Winterson wrote the novel at only 24 years old, and her spiraling narrative is at once an elegant fairy tale, a love story, a spiritual quest, and a memoir, with a preternatural capacity for relatively recent self-reflection that is by turns touching and hilarious. The author made no secret of the autobiographical contents of her novel: “Is Oranges autobiographical? No, not at all, and yes, of course!” (Introduction)

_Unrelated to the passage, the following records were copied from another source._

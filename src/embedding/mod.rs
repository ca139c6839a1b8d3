//! Embedding generation.
//!
//! The provider boundary is synchronous and fallible. [`BoundedEmbedder`]
//! lifts it onto the tokio blocking pool with a concurrency cap and a
//! per-call timeout, and turns every failure into an [`EmbedOutcome`] the
//! deduplication pipeline can branch on.

// Allow cast precision loss for hash-based embedding calculations.
#![allow(clippy::cast_precision_loss)]
// Allow cast possible truncation for hash index calculations on 32-bit platforms.
#![allow(clippy::cast_possible_truncation)]

mod bulkhead;
#[cfg(feature = "fastembed-embeddings")]
mod fastembed;
mod hash;

pub use bulkhead::BoundedEmbedder;
#[cfg(feature = "fastembed-embeddings")]
pub use fastembed::FastEmbedProvider;
pub use hash::HashEmbeddingProvider;

use crate::Error;
use thiserror::Error as ThisError;

/// Default embedding dimensions (all-MiniLM-L6-v2).
pub const DEFAULT_DIMENSIONS: usize = 384;

/// Error returned by an embedding provider.
#[derive(Debug, Clone, PartialEq, Eq, ThisError)]
pub enum EmbedError {
    /// The provider cannot answer right now.
    #[error("provider unavailable: {0}")]
    Unavailable(String),

    /// The provider refused the input.
    #[error("invalid input: {0}")]
    InvalidInput(String),
}

impl From<EmbedError> for Error {
    fn from(err: EmbedError) -> Self {
        match err {
            EmbedError::Unavailable(reason) => Self::ProviderUnavailable(reason),
            EmbedError::InvalidInput(reason) => Self::InvalidInput(reason),
        }
    }
}

/// Maps text to a fixed-length vector.
pub trait EmbeddingProvider: Send + Sync {
    /// Returns the embedding dimensions.
    fn dimensions(&self) -> usize;

    /// Generates an embedding for the given text.
    ///
    /// # Errors
    ///
    /// Returns [`EmbedError::Unavailable`] when the provider cannot answer and
    /// [`EmbedError::InvalidInput`] when it refuses the text.
    fn embed(&self, text: &str) -> Result<Vec<f32>, EmbedError>;
}

/// Outcome of one bounded embedding call. Never a zero vector on failure.
#[derive(Debug, Clone, PartialEq)]
pub enum EmbedOutcome {
    /// The provider returned a vector.
    Ready(Vec<f32>),
    /// The provider failed.
    Unavailable(EmbedError),
    /// The call exceeded its timeout.
    TimedOut {
        /// The timeout that elapsed.
        timeout_ms: u64,
    },
}

impl EmbedOutcome {
    /// Returns true if a vector is available.
    #[must_use]
    pub const fn is_ready(&self) -> bool {
        matches!(self, Self::Ready(_))
    }

    /// Returns the vector, if any.
    #[must_use]
    pub fn into_vector(self) -> Option<Vec<f32>> {
        match self {
            Self::Ready(vector) => Some(vector),
            Self::Unavailable(_) | Self::TimedOut { .. } => None,
        }
    }

    /// Converts the outcome into a crate result.
    ///
    /// # Errors
    ///
    /// Returns [`Error::ProviderUnavailable`], [`Error::InvalidInput`] or
    /// [`Error::ProviderTimeout`] for the failure variants.
    pub fn into_result(self) -> crate::Result<Vec<f32>> {
        match self {
            Self::Ready(vector) => Ok(vector),
            Self::Unavailable(err) => Err(err.into()),
            Self::TimedOut { timeout_ms } => Err(Error::ProviderTimeout { timeout_ms }),
        }
    }

    /// Short label for logs and metrics.
    #[must_use]
    pub const fn label(&self) -> &'static str {
        match self {
            Self::Ready(_) => "ready",
            Self::Unavailable(EmbedError::Unavailable(_)) => "unavailable",
            Self::Unavailable(EmbedError::InvalidInput(_)) => "invalid_input",
            Self::TimedOut { .. } => "timeout",
        }
    }
}

/// Computes cosine similarity between two embedding vectors.
///
/// Returns a value in `[-1.0, 1.0]`, or 0.0 if the lengths differ or either
/// vector has zero norm.
#[must_use]
pub fn cosine_similarity(a: &[f32], b: &[f32]) -> f32 {
    if a.len() != b.len() || a.is_empty() {
        return 0.0;
    }

    let dot_product: f32 = a.iter().zip(b.iter()).map(|(x, y)| x * y).sum();
    let norm_a: f32 = a.iter().map(|x| x * x).sum::<f32>().sqrt();
    let norm_b: f32 = b.iter().map(|x| x * x).sum::<f32>().sqrt();

    if norm_a == 0.0 || norm_b == 0.0 {
        return 0.0;
    }

    (dot_product / (norm_a * norm_b)).clamp(-1.0, 1.0)
}
//! Compatibility evaluation with registry bookkeeping.

use super::scorer::{Candidate, CompatibilityScorer, rank};
use crate::models::{CanonicalFingerprint, Category, CompatibilityVerdict, RankedCandidate};
use crate::services::Registry;
use crate::Result;
use std::sync::Arc;
use tracing::instrument;

/// Scores candidates and records each verdict tier on the candidate's
/// registry record.
#[derive(Debug, Clone)]
pub struct CompatibilityService {
    scorer: CompatibilityScorer,
    registry: Arc<Registry>,
}

impl CompatibilityService {
    /// Creates a service over a scorer and a shared registry.
    #[must_use]
    pub const fn new(scorer: CompatibilityScorer, registry: Arc<Registry>) -> Self {
        Self { scorer, registry }
    }

    /// Returns the scorer.
    #[must_use]
    pub const fn scorer(&self) -> &CompatibilityScorer {
        &self.scorer
    }

    /// Scores one candidate and upserts its registry record.
    ///
    /// A registry write failure is logged; the verdict is still returned.
    ///
    /// # Errors
    ///
    /// Returns [`crate::Error::Validation`] for an out-of-domain fingerprint.
    #[instrument(
        skip(self, target, candidate, category_filter),
        fields(operation = "evaluate_compatibility", candidate_id = %candidate.id)
    )]
    pub fn evaluate(
        &self,
        target: &CanonicalFingerprint,
        candidate: &Candidate,
        category_filter: &[Category],
    ) -> Result<CompatibilityVerdict> {
        let verdict = self.scorer.score(target, candidate, category_filter)?;

        if let Err(e) = self.registry.record_compatibility_outcome(
            &candidate.id,
            candidate.fingerprint,
            candidate.category,
            verdict.tier,
        ) {
            tracing::warn!(error = %e, "Failed to record compatibility outcome");
        }

        Ok(verdict)
    }

    /// Scores every candidate and returns the accepted ones in rank order.
    ///
    /// # Errors
    ///
    /// Returns the first validation error; nothing is recorded in that case
    /// for the remaining candidates.
    #[instrument(
        skip(self, target, candidates, category_filter),
        fields(operation = "evaluate_many", candidates = candidates.len())
    )]
    pub fn evaluate_many(
        &self,
        target: &CanonicalFingerprint,
        candidates: &[Candidate],
        category_filter: &[Category],
    ) -> Result<Vec<RankedCandidate>> {
        let mut scored = Vec::with_capacity(candidates.len());
        for candidate in candidates {
            let verdict = self.evaluate(target, candidate, category_filter)?;
            scored.push((candidate.id.clone(), verdict));
        }

        let ranked = rank(scored);
        tracing::debug!(accepted = ranked.len(), "Ranked candidates");
        Ok(ranked)
    }
}

#[cfg(test)]
mod tests {
    use super::*;
    use crate::TaleprintConfig;
    use crate::models::{RecordId, Tier};

    const TARGET: &str = "setting=digital,fear=identity_erasure,antagonist=technology,mechanism=impersonation,twist=self_is_monster";

    fn service() -> (CompatibilityService, Arc<Registry>) {
        let registry = Arc::new(Registry::in_memory());
        let scorer = CompatibilityScorer::new(&TaleprintConfig::default()).unwrap();
        (CompatibilityService::new(scorer, Arc::clone(&registry)), registry)
    }

    #[test]
    fn test_evaluate_records_last_outcome() {
        let (service, registry) = service();
        let target: CanonicalFingerprint = TARGET.parse().unwrap();
        let candidate = Candidate::new("frag-1", Category::Technology, target);

        let verdict = service.evaluate(&target, &candidate, &[]).unwrap();
        assert_eq!(verdict.tier, Tier::Perfect);
        assert_eq!(
            registry.get(&RecordId::new("frag-1")).unwrap().last_outcome,
            Some(Tier::Perfect)
        );
    }

    #[test]
    fn test_evaluate_many_drops_rejections() {
        let (service, registry) = service();
        let target: CanonicalFingerprint = TARGET.parse().unwrap();
        let rejected: CanonicalFingerprint =
            "setting=digital,fear=madness,antagonist=technology,mechanism=impersonation,twist=self_is_monster"
                .parse()
                .unwrap();
        let candidates = vec![
            Candidate::new("b", Category::Technology, target),
            Candidate::new("a", Category::Technology, rejected),
        ];

        let ranked = service.evaluate_many(&target, &candidates, &[]).unwrap();
        assert_eq!(ranked.len(), 1);
        assert_eq!(ranked[0].id, RecordId::new("b"));
        assert_eq!(
            registry.get(&RecordId::new("a")).unwrap().last_outcome,
            Some(Tier::Rejected)
        );
    }
}
//! Threshold classifier for duplicate signals.

use crate::config::DedupThresholds;
use crate::models::{DuplicateLevel, DuplicateSignal, RecordId};
use crate::Result;

/// Maps a similarity score onto a [`DuplicateLevel`].
///
/// `[0, low)` is `Low`, `[low, high)` is `Medium`, `[high, 1]` is `High`.
#[derive(Debug, Clone, Copy, Default, PartialEq)]
pub struct DuplicateClassifier {
    thresholds: DedupThresholds,
}

impl DuplicateClassifier {
    /// Creates a classifier over validated thresholds.
    ///
    /// # Errors
    ///
    /// Returns [`crate::Error::InvalidConfig`] if the thresholds are out of order.
    pub fn new(thresholds: DedupThresholds) -> Result<Self> {
        thresholds.validate()?;
        Ok(Self { thresholds })
    }

    /// Returns the thresholds.
    #[must_use]
    pub const fn thresholds(&self) -> DedupThresholds {
        self.thresholds
    }

    /// Classifies a similarity. NaN is treated as no similarity.
    #[must_use]
    pub fn classify(&self, similarity: f32) -> DuplicateLevel {
        if similarity.is_nan() || similarity < self.thresholds.low_bound {
            DuplicateLevel::Low
        } else if similarity < self.thresholds.high_bound {
            DuplicateLevel::Medium
        } else {
            DuplicateLevel::High
        }
    }

    /// Builds a signal from the nearest neighbour, or `Low` with score 0 if
    /// the index had none.
    #[must_use]
    pub fn signal(&self, nearest: Option<(RecordId, f32)>) -> DuplicateSignal {
        match nearest {
            Some((id, similarity)) => {
                let score = if similarity.is_nan() {
                    0.0
                } else {
                    similarity.clamp(0.0, 1.0)
                };
                DuplicateSignal {
                    score,
                    level: self.classify(score),
                    nearest_id: Some(id),
                }
            },
            None => DuplicateSignal {
                score: 0.0,
                level: DuplicateLevel::Low,
                nearest_id: None,
            },
        }
    }
}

Winterson colors the book with wry details and absurd characters drawn from a childhood of fervent religious agonies and ecstasies, sounding at times like a more puckish David Sedaris. The pastor of the congregation is bug-eyed and paranoid, blessing sandwiches and cursing children in a single breath. A parishioner who teaches the oboe has a grotesquely protuberant mouth and is fond of shouting. Another parishioner, Elsie Norris is a numerologist, and therefore “never reads the Word without first casting the dice to guide her” (11). Elsie appears chomping oranges toothlessly with Jeanette, the young narrator, after church services throughout the novel as a sort of comical leitmotif. The protagonist’s mother is a woman who sleeps two hours a night whose religious devotion is portrayed as all-consuming mania. With psychotic zeal, she plays the piano, prays, and curses the world of sin, referring to public schools as “Breeding Grounds for Satan” and screaming the word “fornicators” into her neighbors’ yard. Jeanette, her daughter, and the author’s double, is an earnest member of the flock and intends to devote her life missionary work. When Jeanette falls in love with a young female convert and the affair is betrayed to the community, the church stages an elaborate near-exorcism of an intervention, eventually expelling her from the community and damning Jeanette’s love as a sin of “Unnatural Passions.”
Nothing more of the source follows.